Ormond Gigli

(1925) American


Born in New York City, Ormond Gigli graduated from the School of Modern Photography in 1942 and served in the Navy during World War II. While he was working for Rapho photo agency in 1952, a LIFE editor enlisted him to do celebrity profiles in place of the photojournalist Robert Capa, who was interested in other assignments. That same year, LIFE assigned Gigli to the Paris fashion shows; a photograph of his published in the center spread of the magazine initiated his career as one of the most sought-after magazine photographers of the next two decades. His work was published in major international periodicals, including Time, Paris-Match, LIFE, and Collier's; in 1954 he opened a Manhattan studio on East 65th Street, where he photographed leading stars of the day and covered Broadway shows for Time and LIFE. As fashion photography lost its innocence in the 1970s and 1980s, he increasingly worked for a roster of corporate clients. His work has been shown in galleries around the world and has appeared in various photographic anthologies.
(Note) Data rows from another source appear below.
//=========================================================================
// Movement Effect
//=========================================================================

//=== External Dependencies ===============================================

use log::trace;

//=== Internal Dependencies ===============================================

use super::{direct_children, EffectKind};
use crate::core::entity::EntityId;
use crate::core::geometry::Vec2;
use crate::core::spatial::WindowStack;

//=== MovementEffect ======================================================

/// Translates a target and everything it contains by a displacement.
///
/// Active iff the displacement is non-zero.
#[derive(Debug, Clone, Copy, Default, PartialEq)]
pub struct MovementEffect {
    displacement: Vec2,
}

impl MovementEffect {
    pub fn new() -> Self {
        Self::default()
    }

    pub fn with_displacement(displacement: Vec2) -> Self {
        Self { displacement }
    }

    pub fn displacement(&self) -> Vec2 {
        self.displacement
    }

    pub fn set_displacement(&mut self, displacement: Vec2) {
        self.displacement = displacement;
    }

    pub fn is_active(&self) -> bool {
        !self.displacement.is_zero()
    }

    /// Moves `target` and cascades to its direct children.
    ///
    /// Does nothing when inactive or when `target` does not accept movement.
    /// Returns the number of entities moved.
    pub fn apply(&self, target: EntityId, stack: &mut WindowStack) -> usize {
        if !self.is_active() {
            return 0;
        }
        let accepts = stack.get(target).is_some_and(|e| e.accepts(EffectKind::Movement));
        if !accepts {
            return 0;
        }
        self.cascade(target, stack)
    }

    fn cascade(&self, node: EntityId, stack: &mut WindowStack) -> usize {
        let Some(bounds) = stack.bounds(node) else { return 0 };
        stack.set_bounds(node, bounds.translate(self.displacement.x, self.displacement.y));
        trace!(target: "effects", "Moved {} by {:?}", node, self.displacement);

        let mut moved = 1;
        for child in direct_children(stack, node) {
            moved += self.cascade(child, stack);
        }
        moved
    }
}

//=========================================================================
// Unit Tests
//=========================================================================

#[cfg(test)]
mod tests {
    use super::*;
    use crate::core::entity::{Capability, EntityKind};
    use crate::core::geometry::Rect;

    fn nested() -> (WindowStack, EntityId, EntityId, EntityId) {
        let mut stack = WindowStack::new(5.0);
        let root = stack.register_window(Rect::new(0.0, 0.0, 500.0, 500.0), Capability::Movable);
        let child = stack.register_window(Rect::new(10.0, 10.0, 300.0, 300.0), Capability::None);
        let grandchild = stack.register_window(Rect::new(20.0, 20.0, 50.0, 50.0), Capability::None);
        stack.refresh_containment();
        (stack, root, child, grandchild)
    }

    #[test]
    fn inactive_effect_is_noop() {
        let (mut stack, root, _, _) = nested();
        assert_eq!(MovementEffect::new().apply(root, &mut stack), 0);
        assert_eq!(stack.bounds(root), Some(Rect::new(0.0, 0.0, 500.0, 500.0)));
    }

    #[test]
    fn grandchild_moves_exactly_once() {
        let (mut stack, root, child, grandchild) = nested();
        assert_eq!(stack.parent(grandchild), Some(child));

        let effect = MovementEffect::with_displacement(Vec2::new(10.0, -5.0));
        assert_eq!(effect.apply(root, &mut stack), 3);

        assert_eq!(stack.bounds(root), Some(Rect::new(10.0, -5.0, 500.0, 500.0)));
        assert_eq!(stack.bounds(child), Some(Rect::new(20.0, 5.0, 300.0, 300.0)));
        assert_eq!(stack.bounds(grandchild), Some(Rect::new(30.0, 15.0, 50.0, 50.0)));
    }

    #[test]
    fn stale_child_entry_is_not_moved() {
        let (mut stack, root, child, grandchild) = nested();
        // Grandchild is listed under `child`, never under `root`, so forcing
        // a stale membership on root must not reach it twice.
        if let Some(e) = stack.get_mut(root) {
            e.children.insert(grandchild);
        }

        MovementEffect::with_displacement(Vec2::new(1.0, 0.0)).apply(root, &mut stack);

        assert_eq!(stack.parent(grandchild), Some(child));
        assert_eq!(stack.bounds(grandchild), Some(Rect::new(21.0, 20.0, 50.0, 50.0)));
    }

    #[test]
    fn parentless_fixed_window_rejects_movement() {
        let mut stack = WindowStack::new(5.0);
        let w = stack.register_window(Rect::new(0.0, 0.0, 100.0, 100.0), Capability::Resizable);

        let moved = MovementEffect::with_displacement(Vec2::new(3.0, 3.0)).apply(w, &mut stack);

        assert_eq!(moved, 0);
        assert_eq!(stack.bounds(w), Some(Rect::new(0.0, 0.0, 100.0, 100.0)));
    }

    #[test]
    fn contained_player_is_carried() {
        let mut stack = WindowStack::new(5.0);
        let w = stack.register_window(Rect::new(0.0, 0.0, 300.0, 200.0), Capability::Movable);
        let player = stack.spawn_entity(EntityKind::Player, Rect::new(10.0, 10.0, 40.0, 40.0));
        stack.set_parent(player, Some(w));

        MovementEffect::with_displacement(Vec2::new(0.0, 25.0)).apply(w, &mut stack);

        assert_eq!(stack.bounds(player), Some(Rect::new(10.0, 35.0, 40.0, 40.0)));
    }
}
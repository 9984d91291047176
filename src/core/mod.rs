//=========================================================================
// Core Systems Orchestrator
//=========================================================================
//
// Runs the game on the logic (non-platform) thread at a fixed tick rate.
//
// Architecture:
//   Receiver<PlatformEvent>
//     → EventCollector      (bounded drain, shutdown detection)
//     → ControlState        (input batches → held/pressed controls)
//     → Game::update()      (surface events, player, effects, goal)
//     → Game::render()      (views → RenderSurface)
//     → sleep out the remaining frame budget
//
// The platform thread only talks to this loop through the channel; the
// spatial state is shared separately through `Arc<SpatialManager>`.
//
//=========================================================================

//=== Module Declarations =================================================

pub mod effects;
pub mod entity;
pub mod game;
pub mod geometry;
pub mod input;
pub mod motion;
pub(crate) mod platform_bridge;
pub mod settings;
pub mod spatial;
pub mod stage;
pub mod surface;

//=== External Dependencies ===============================================

use std::thread;
use std::time::{Duration, Instant};

use crossbeam_channel::Receiver;
use log::info;

//=== Internal Dependencies ===============================================

use game::{Game, GameStatus};
use input::ControlState;
use platform_bridge::{EventCollector, PlatformEvent, TickControl};
use surface::RenderSurface;

//=== CoreSystemsOrchestrator =============================================

/// Owns the game and everything it needs on the logic thread.
pub(crate) struct CoreSystemsOrchestrator {
    game: Game,
    controls: ControlState,
    surface: Box<dyn RenderSurface>,
}

impl CoreSystemsOrchestrator {
    pub(crate) fn new(game: Game, controls: ControlState, surface: Box<dyn RenderSurface>) -> Self {
        Self {
            game,
            controls,
            surface,
        }
    }

    /// Spawns the logic thread ticking at `tps`.
    ///
    /// Each tick:
    ///  1. Drains platform events (exits on close or disconnect)
    ///  2. Feeds input batches to the control state
    ///  3. Updates and renders the game
    ///  4. Sleeps to maintain fixed pacing
    pub(crate) fn spawn_core_thread(
        self,
        receiver: Receiver<PlatformEvent>,
        tps: f64,
    ) -> thread::JoinHandle<()> {
        let frame_duration = Duration::from_secs_f64(1.0 / tps);

        thread::spawn(move || {
            let Self {
                mut game,
                mut controls,
                mut surface,
            } = self;
            let mut collector = EventCollector::new(receiver);
            let mut last_status = game.status();

            loop {
                let frame_start = Instant::now();

                if collector.collect_frame() == TickControl::Exit {
                    info!(target: "platform", "Core thread exiting");
                    break;
                }

                controls.update(collector.batches().iter().map(Vec::as_slice));
                let status = game.update(&controls, collector.take_surface_events());
                game.render(surface.as_mut());

                if status != last_status {
                    if status == GameStatus::Cleared {
                        info!(target: "stage", "Game cleared");
                    }
                    last_status = status;
                }

                let elapsed = frame_start.elapsed();
                if elapsed < frame_duration {
                    thread::sleep(frame_duration - elapsed);
                }
            }
        })
    }
}

//=========================================================================
// Unit Tests
//=========================================================================

#[cfg(test)]
mod tests {
    use super::*;
    use crate::core::entity::{Capability, EntityKind, EntityView};
    use crate::core::geometry::{Rect, Vec2};
    use crate::core::input::{InputEvent, KeyCode};
    use crate::core::settings::Settings;
    use crate::core::stage::StageDefinition;
    use crate::core::surface::SurfaceEvent;
    use crossbeam_channel::unbounded;
    use std::sync::{Arc, Mutex};

    #[derive(Clone, Default)]
    struct SharedRecorder {
        frames: Arc<Mutex<u64>>,
    }

    impl RenderSurface for SharedRecorder {
        fn begin_frame(&mut self, frame: u64) {
            if let Ok(mut f) = self.frames.lock() {
                *f = frame;
            }
        }

        fn draw(&mut self, _view: &EntityView) {}
    }

    fn game() -> Game {
        let stage = StageDefinition::new(
            "loop",
            Rect::new(0.0, 0.0, 800.0, 600.0),
            Rect::new(100.0, 560.0, 40.0, 40.0),
            Rect::new(700.0, 560.0, 40.0, 40.0),
        )
        .with_window(Rect::new(200.0, 100.0, 200.0, 200.0), Capability::Movable);
        Game::new(vec![stage], Settings::default()).unwrap()
    }

    #[test]
    fn core_thread_runs_until_window_closed() {
        let game = game();
        let spatial = game.spatial().clone();
        let window = spatial.read(|s| s.z_order()[0]);
        let recorder = SharedRecorder::default();
        let frames = recorder.frames.clone();

        let orchestrator = CoreSystemsOrchestrator::new(game, ControlState::default(), Box::new(recorder));
        let (tx, rx) = unbounded();
        let handle = orchestrator.spawn_core_thread(rx, 240.0);

        tx.send(PlatformEvent::Inputs {
            discrete: vec![InputEvent::KeyDown(KeyCode::KeyD)],
            continuous: vec![],
        })
        .unwrap();
        tx.send(PlatformEvent::Surface(SurfaceEvent::Moved {
            id: window,
            position: Vec2::new(250.0, 100.0),
        }))
        .unwrap();

        thread::sleep(Duration::from_millis(100));
        tx.send(PlatformEvent::WindowClosed).unwrap();
        handle.join().unwrap();

        assert!(*frames.lock().unwrap() > 0);
        assert_eq!(spatial.bounds(window).map(|b| b.x), Some(250.0));
        let player = spatial.read(|s| s.entities_of_kind(EntityKind::Player)[0]);
        assert!(spatial.bounds(player).is_some_and(|b| b.x > 100.0));
    }

    #[test]
    fn core_thread_exits_on_disconnect() {
        let orchestrator =
            CoreSystemsOrchestrator::new(game(), ControlState::default(), Box::new(SharedRecorder::default()));
        let (tx, rx) = unbounded::<PlatformEvent>();
        let handle = orchestrator.spawn_core_thread(rx, 240.0);

        drop(tx);
        assert!(handle.join().is_ok());
    }
}
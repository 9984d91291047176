//=========================================================================
// Movable Region
//=========================================================================
//
// The set of positions an entity inside a window may legally occupy:
// the window's own bounds unioned with every other visible window that
// overlaps it or abuts it within the adjacency tolerance.
//
// Architecture:
//   base window ─┐
//                ├─ intersects / is_adjacent ─→ Vec<Rect> (union, unmerged)
//   others ──────┘
//
// The union is kept as a list of rectangles; membership is "inside any".
//
//=========================================================================

//=== Internal Dependencies ===============================================

use crate::core::geometry::{Rect, Vec2};

//=== MovableRegion =======================================================

/// Union of rectangles an entity may move within.
#[derive(Debug, Clone, PartialEq, Default)]
pub struct MovableRegion {
    rects: Vec<Rect>,
}

impl MovableRegion {
    /// Region consisting of a single rectangle.
    pub fn single(rect: Rect) -> Self {
        Self { rects: vec![rect] }
    }

    /// Builds the region of `base` from a snapshot of the other visible windows.
    ///
    /// Only direct neighbours of `base` join the region; walking further
    /// across a chain of windows happens by migrating parents as the entity
    /// crosses each boundary.
    pub fn compute(base: Rect, others: &[Rect], tolerance: f32) -> Self {
        let mut rects = Vec::with_capacity(others.len() + 1);
        rects.push(base);

        for other in others {
            if base.intersects(other) || base.is_adjacent(other, tolerance) {
                rects.push(*other);
            }
        }

        Self { rects }
    }

    pub fn rects(&self) -> &[Rect] {
        &self.rects
    }

    pub fn is_empty(&self) -> bool {
        self.rects.is_empty()
    }

    pub fn contains_point(&self, p: Vec2) -> bool {
        self.rects.iter().any(|r| r.contains_point(p))
    }

    /// Returns `true` if every corner and every edge midpoint of `rect`
    /// lies inside the region.
    pub fn contains(&self, rect: &Rect) -> bool {
        rect.probe_points().iter().all(|&p| self.contains_point(p))
    }

    /// Smallest rectangle enclosing the whole region.
    pub fn bounding_box(&self) -> Option<Rect> {
        let first = self.rects.first()?;
        let (mut l, mut t, mut r, mut b) = (first.left(), first.top(), first.right(), first.bottom());
        for rect in &self.rects[1..] {
            l = l.min(rect.left());
            t = t.min(rect.top());
            r = r.max(rect.right());
            b = b.max(rect.bottom());
        }
        Some(Rect::new(l, t, r - l, b - t))
    }
}

//=========================================================================
// Unit Tests
//=========================================================================
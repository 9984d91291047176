//=========================================================================
// Platform Bridge
//=========================================================================
//
// Bridges the platform layer (winit) and external surface producers with
// the logic thread.
//
// Components:
// - `interface`: event types and error definitions (the contract)
// - `event_collector`: logic-side draining and batching
//
//=========================================================================

//=== Module Declarations =================================================

pub(crate) mod event_collector;
pub(crate) mod interface;

//=== Internal API ========================================================

pub(crate) use event_collector::{EventCollector, TickControl};
pub use interface::PlatformError;
pub(crate) use interface::PlatformEvent;
//=========================================================================
// Platform Bridge Interface
//=========================================================================
//
// Platform-to-core interface types (events and errors).
//
// Defines the contract for communication between the platform thread,
// external surface producers and the logic thread.
//
//=========================================================================

//=== Internal Dependencies ===============================================

use crate::core::input::event::InputEvent;
use crate::core::surface::SurfaceEvent;

//=== PlatformEvent =======================================================

/// Events sent to the logic thread over the bounded channel.
#[derive(Debug, Clone)]
pub(crate) enum PlatformEvent {
    /// Batched input events for a frame.
    Inputs {
        discrete: Vec<InputEvent>,
        continuous: Vec<InputEvent>,
    },

    /// Window geometry notification from a display surface.
    Surface(SurfaceEvent),

    /// Stage window close requested.
    WindowClosed,
}

//=== PlatformError =======================================================

/// Platform initialization and runtime errors.
#[derive(Debug)]
pub enum PlatformError {
    /// Event loop creation failed (OS-level issue).
    EventLoopCreation(String),

    /// Event loop execution error.
    EventLoopExecution(String),
}

impl std::fmt::Display for PlatformError {
    fn fmt(&self, f: &mut std::fmt::Formatter<'_>) -> std::fmt::Result {
        match self {
            Self::EventLoopCreation(e) => write!(f, "Event loop creation failed: {}", e),
            Self::EventLoopExecution(e) => write!(f, "Event loop error: {}", e),
        }
    }
}

impl std::error::Error for PlatformError {}

//=========================================================================
// Unit Tests
//=========================================================================

#[cfg(test)]
mod tests {
    use super::*;

    #[test]
    fn platform_error_display() {
        let err = PlatformError::EventLoopCreation("no display".into());
        assert_eq!(err.to_string(), "Event loop creation failed: no display");
    }

    #[test]
    fn platform_error_is_error_trait() {
        fn assert_error<T: std::error::Error>() {}
        assert_error::<PlatformError>();
    }
}
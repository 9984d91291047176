//=========================================================================
// Settings
//=========================================================================
//
// Session-wide tuning constants (movement feel, tolerances, limits).
//
// Built once through the fluent setters and handed to the game by value;
// nothing mutates it while a session runs.
//
//=========================================================================

//=== Internal Dependencies ===============================================

use crate::core::geometry::Vec2;

//=== Settings ============================================================

/// Tuning constants shared by the resolver, effects and player controller.
///
/// # Default Values
///
/// - **move_speed**: 5.0 px/frame
/// - **gravity**: 0.6 px/frame²
/// - **jump_force**: 12.0 px/frame
/// - **max_fall_speed**: 15.0 px/frame
/// - **adjacency_tolerance**: 5.0 px
/// - **ground_tolerance**: 2.0 px
/// - **ground_segments**: 4
/// - **min_window_size**: 40×40 px
#[derive(Debug, Clone, Copy, PartialEq)]
pub struct Settings {
    pub move_speed: f32,
    pub gravity: f32,
    pub jump_force: f32,
    pub max_fall_speed: f32,
    pub adjacency_tolerance: f32,
    pub ground_tolerance: f32,
    pub ground_segments: usize,
    pub min_window_size: Vec2,
}

impl Default for Settings {
    fn default() -> Self {
        Self {
            move_speed: 5.0,
            gravity: 0.6,
            jump_force: 12.0,
            max_fall_speed: 15.0,
            adjacency_tolerance: 5.0,
            ground_tolerance: 2.0,
            ground_segments: 4,
            min_window_size: Vec2::new(40.0, 40.0),
        }
    }
}

impl Settings {
    /// # Panics
    ///
    /// Panics if `speed` is negative.
    pub fn with_move_speed(mut self, speed: f32) -> Self {
        assert!(speed >= 0.0, "Move speed must be non-negative, got {}", speed);
        self.move_speed = speed;
        self
    }

    /// # Panics
    ///
    /// Panics if `gravity <= 0.0`.
    pub fn with_gravity(mut self, gravity: f32) -> Self {
        assert!(gravity > 0.0, "Gravity must be positive, got {}", gravity);
        self.gravity = gravity;
        self
    }

    /// # Panics
    ///
    /// Panics if `force` is negative.
    pub fn with_jump_force(mut self, force: f32) -> Self {
        assert!(force >= 0.0, "Jump force must be non-negative, got {}", force);
        self.jump_force = force;
        self
    }

    /// # Panics
    ///
    /// Panics if `speed <= 0.0`.
    pub fn with_max_fall_speed(mut self, speed: f32) -> Self {
        assert!(speed > 0.0, "Max fall speed must be positive, got {}", speed);
        self.max_fall_speed = speed;
        self
    }

    /// Distance within which facing window edges count as touching.
    ///
    /// # Panics
    ///
    /// Panics if `tolerance` is negative.
    pub fn with_adjacency_tolerance(mut self, tolerance: f32) -> Self {
        assert!(tolerance >= 0.0, "Adjacency tolerance must be non-negative");
        self.adjacency_tolerance = tolerance;
        self
    }

    /// Slack around the feet when searching for a floor.
    ///
    /// # Panics
    ///
    /// Panics if `tolerance` is negative.
    pub fn with_ground_tolerance(mut self, tolerance: f32) -> Self {
        assert!(tolerance >= 0.0, "Ground tolerance must be non-negative");
        self.ground_tolerance = tolerance;
        self
    }

    /// # Panics
    ///
    /// Panics if `segments == 0`.
    pub fn with_ground_segments(mut self, segments: usize) -> Self {
        assert!(segments > 0, "Ground segments must be positive");
        self.ground_segments = segments;
        self
    }

    /// # Panics
    ///
    /// Panics if either component is not positive.
    pub fn with_min_window_size(mut self, size: Vec2) -> Self {
        assert!(size.x > 0.0 && size.y > 0.0, "Minimum window size must be positive, got {:?}", size);
        self.min_window_size = size;
        self
    }
}

//=========================================================================
// Unit Tests
//=========================================================================

#[cfg(test)]
mod tests {
    use super::*;

    #[test]
    fn defaults() {
        let s = Settings::default();
        assert_eq!(s.ground_segments, 4);
        assert_eq!(s.adjacency_tolerance, 5.0);
        assert_eq!(s.min_window_size, Vec2::new(40.0, 40.0));
    }

    #[test]
    fn setters_chain() {
        let s = Settings::default().with_gravity(1.0).with_ground_segments(8).with_move_speed(3.0);
        assert_eq!(s.gravity, 1.0);
        assert_eq!(s.ground_segments, 8);
        assert_eq!(s.move_speed, 3.0);
    }

    #[test]
    #[should_panic(expected = "Gravity must be positive")]
    fn zero_gravity_panics() {
        Settings::default().with_gravity(0.0);
    }

    #[test]
    #[should_panic(expected = "Ground segments must be positive")]
    fn zero_segments_panics() {
        Settings::default().with_ground_segments(0);
    }
}
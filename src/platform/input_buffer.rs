//=========================================================================
// Input Buffer
//=========================================================================
//
// Per-frame store for input collected on the platform thread.
//
//   discrete   - keys and buttons, in arrival order, consecutive
//                duplicates dropped
//   continuous - cursor movement, coalesced to the latest position
//
// Drained once per frame boundary (RedrawRequested).
//
//=========================================================================

//=== External Dependencies ===============================================

use std::collections::HashSet;

//=== Internal Dependencies ===============================================

use crate::core::input::InputEvent;

//=== InputBuffer =========================================================

pub(crate) struct InputBuffer {
    discrete: Vec<InputEvent>,
    continuous: HashSet<InputEvent>,
}

impl InputBuffer {
    pub(crate) fn new() -> Self {
        const DISCRETE_BASE: usize = 64;
        const CONTINUOUS_BASE: usize = 4;

        Self {
            discrete: Vec::with_capacity(DISCRETE_BASE),
            continuous: HashSet::with_capacity(CONTINUOUS_BASE),
        }
    }

    /// Replaces any buffered event of the same kind (latest wins).
    pub(crate) fn push_continuous(&mut self, event: InputEvent) {
        self.continuous.replace(event);
    }

    /// Appends a key or button event unless it repeats the previous one.
    pub(crate) fn push_discrete(&mut self, event: InputEvent) {
        if self.discrete.last() != Some(&event) {
            self.discrete.push(event);
        }
    }

    /// Takes this frame's events, or `None` when nothing was buffered.
    pub(crate) fn drain(&mut self) -> Option<(Vec<InputEvent>, Vec<InputEvent>)> {
        if self.is_empty() {
            return None;
        }
        let discrete = std::mem::take(&mut self.discrete);
        let continuous = self.continuous.drain().collect();
        Some((discrete, continuous))
    }

    pub(crate) fn is_empty(&self) -> bool {
        self.discrete.is_empty() && self.continuous.is_empty()
    }
}

//=========================================================================
// Unit Tests
//=========================================================================
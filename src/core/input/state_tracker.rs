//=========================================================================
// State Tracker
//=========================================================================
//
// Low-level input state with per-frame deltas.
//
// Architecture:
//   InputEvent → process_events() → HashSet (keys/buttons held) → query
//
// Frame lifecycle: begin_frame() → process_events() → finalize_frame() → query
//
//=========================================================================

//=== External Dependencies ===============================================

use std::collections::HashSet;

//=== Internal Dependencies ===============================================

use super::event::{InputEvent, KeyCode, MouseButton};
use crate::core::geometry::Vec2;

//=== StateTracker ========================================================

/// Tracks held keys/buttons, this frame's transitions and the pointer.
#[derive(Debug, Default)]
pub struct StateTracker {
    //--- Persistent State (survives frame boundary) ----------------------
    keys_down: HashSet<KeyCode>,
    buttons_down: HashSet<MouseButton>,
    mouse_position: Vec2,

    //--- Frame Deltas (reset each frame) ---------------------------------
    keys_pressed: HashSet<KeyCode>,
    keys_released: HashSet<KeyCode>,
    buttons_pressed: HashSet<MouseButton>,
    buttons_released: HashSet<MouseButton>,
    mouse_delta: Vec2,
    last_mouse_position: Vec2,
}

impl StateTracker {
    pub fn new() -> Self {
        Self::default()
    }

    //--- Frame Processing -------------------------------------------------

    /// Clears per-frame transitions.
    pub fn begin_frame(&mut self) {
        self.keys_pressed.clear();
        self.keys_released.clear();
        self.buttons_pressed.clear();
        self.buttons_released.clear();
        self.last_mouse_position = self.mouse_position;
    }

    pub fn process_events(&mut self, events: &[InputEvent]) {
        for event in events {
            self.process_event(event);
        }
    }

    /// Computes the pointer delta for the frame.
    pub fn finalize_frame(&mut self) {
        self.mouse_delta = self.mouse_position - self.last_mouse_position;
    }

    fn process_event(&mut self, event: &InputEvent) {
        match *event {
            InputEvent::KeyDown(key) => {
                // OS key repeat must not re-trigger "pressed"
                if self.keys_down.insert(key) {
                    self.keys_pressed.insert(key);
                }
            }
            InputEvent::KeyUp(key) => {
                if self.keys_down.remove(&key) {
                    self.keys_released.insert(key);
                }
            }
            InputEvent::MouseButtonDown(button) => {
                if self.buttons_down.insert(button) {
                    self.buttons_pressed.insert(button);
                }
            }
            InputEvent::MouseButtonUp(button) => {
                if self.buttons_down.remove(&button) {
                    self.buttons_released.insert(button);
                }
            }
            InputEvent::MouseMoved { x, y } => {
                self.mouse_position = Vec2::new(x, y);
            }
        }
    }

    //=====================================================================
    // Query API
    //=====================================================================

    /// `true` only on the frame the key went down.
    pub fn is_key_pressed(&self, key: KeyCode) -> bool {
        self.keys_pressed.contains(&key)
    }

    pub fn is_key_down(&self, key: KeyCode) -> bool {
        self.keys_down.contains(&key)
    }

    pub fn is_key_released(&self, key: KeyCode) -> bool {
        self.keys_released.contains(&key)
    }

    pub fn is_button_pressed(&self, button: MouseButton) -> bool {
        self.buttons_pressed.contains(&button)
    }

    pub fn is_button_down(&self, button: MouseButton) -> bool {
        self.buttons_down.contains(&button)
    }

    pub fn is_button_released(&self, button: MouseButton) -> bool {
        self.buttons_released.contains(&button)
    }

    pub fn mouse_position(&self) -> Vec2 {
        self.mouse_position
    }

    /// Pointer movement over the last frame.
    pub fn mouse_delta(&self) -> Vec2 {
        self.mouse_delta
    }
}

//=========================================================================
// Unit Tests
//=========================================================================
Ormond Gigli is best known for his 1960 color photograph Girls in the Windows, in which models in an assortment of poses and outfits stand in the windows of three New York brownstones across the street from his studio. Gigli conceived of this image independently, rather than on assignment, and when he showed it to editors at LIFE and Ladies' Home Journal, they published it immediately. It has since been the inspiration for subsequent commercial image-makers.
Lisa Hostetler
Handy et al. Reflections in a Glass Eye: Works from the International Center of Photography Collection, New York: Bulfinch Press in association with the International Center of Photography, 1999, p. 216.